After dilly-dallying for nearly a month, the BJP on Monday withdrew support to the Shibu Soren government in Jharkhand reducing it to a minority.
Deputy Chief Minister and BJP leader Raghuvar Das handed over the letter withdrawing support to the Shibu Soren government to Governor M.O.H. Farooq.
“I have handed over the letter of withdrawal of support to the Governor. When the Governor asked me about the signatures of party MLAs, I said I will collect them and hand them over by tomorrow,” Mr. Das told reporters at the Raj Bhavan.
The Governor said he will “study it.”
Frustrated over the Jharkhand Mukti Morcha backtracking on its power-sharing agreement in Jharkhand, the BJP had decided on Sunday to withdraw support after a defiant Mr. Shibu Soren asserted that he would continue as the Chief Minister and was in touch with the Congress.
The BJP parliamentary board had on April 28 decided to withdraw support to the JMM government after Mr.
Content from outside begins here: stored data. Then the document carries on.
pub mod dashboard;
pub mod generator;

use std::collections::VecDeque;

use crate::constants::SENSOR_WINDOW;

#[derive(Debug, Clone, Copy, PartialEq, Eq)]
pub enum SensorKind {
    Temperature,
    Humidity,
    Pressure,
    Light,
}

impl SensorKind {
    pub fn next(self) -> Self {
        match self {
            SensorKind::Temperature => SensorKind::Humidity,
            SensorKind::Humidity => SensorKind::Pressure,
            SensorKind::Pressure => SensorKind::Light,
            SensorKind::Light => SensorKind::Temperature,
        }
    }

    pub fn label(self) -> &'static str {
        match self {
            SensorKind::Temperature => "Temperature",
            SensorKind::Humidity => "Humidity",
            SensorKind::Pressure => "Pressure",
            SensorKind::Light => "Light Intensity",
        }
    }

    pub fn unit(self) -> &'static str {
        match self {
            SensorKind::Temperature => "°C",
            SensorKind::Humidity => "%",
            SensorKind::Pressure => "kPa",
            SensorKind::Light => "lux",
        }
    }

    /// Plausible measurement range for the fabricated readings
    pub fn range(self) -> (f32, f32) {
        match self {
            SensorKind::Temperature => (15.0, 45.0),
            SensorKind::Humidity => (30.0, 90.0),
            SensorKind::Pressure => (95.0, 105.0),
            SensorKind::Light => (0.0, 1000.0),
        }
    }

    pub fn default_value(self) -> f32 {
        match self {
            SensorKind::Temperature => 25.0,
            SensorKind::Humidity => 60.0,
            SensorKind::Pressure => 101.0,
            SensorKind::Light => 300.0,
        }
    }
}

/// One tracked sensor: identity, kind, and its recent readings
pub struct SensorRecord {
    pub id: u64,
    pub kind: SensorKind,
    /// Sliding window of the most recent readings, oldest first
    pub series: VecDeque<f32>,
    pub current: f32,
    /// Seconds-since-start of the last reading, for the status line
    pub last_update: Option<f64>,
}

impl SensorRecord {
    pub fn new(id: u64, kind: SensorKind) -> Self {
        Self {
            id,
            kind,
            series: VecDeque::with_capacity(SENSOR_WINDOW),
            current: kind.default_value(),
            last_update: None,
        }
    }

    /// Append a reading, dropping the oldest once the window is full
    pub fn push(&mut self, value: f32, at_secs: f64) {
        if self.series.len() == SENSOR_WINDOW {
            self.series.pop_front();
        }
        self.series.push_back(value);
        self.current = value;
        self.last_update = Some(at_secs);
    }
}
Shibu Soren voted against the party-sponsored cut motion against the UPA government in the Lok Sabha a day earlier.
However, the decision was put on hold when the JMM legislature party leader and Mr. Shibu Soren’s son Hemant Soren wrote a letter to BJP chief Nitin Gadkari pledging support to a BJP-led government.
But, the JMM backtracked and demanded rotational power sharing with each party leading the government for 28 months.
This was agreed to by the BJP on the understanding that Mr. Shibu Soren will quit as Chief Minister by May 25 after which Arjun Munda will head the new coalition government.
As the deadline for his stepping down approached, Mr. Shibu Soren made it clear on Friday that he was not going to quit.
“The question of a change of government comes if there is no development. But now development is going on,” he had told reporters.
The Chief Minister had on Saturday went a step further saying he was weighing all options, including cutting a deal with the Congress to continue in power.
The Shibu Soren government now has 27 MLAs, including 18 of its own, five of the AJSU, two of the JD(U) and two others in the 81-member House.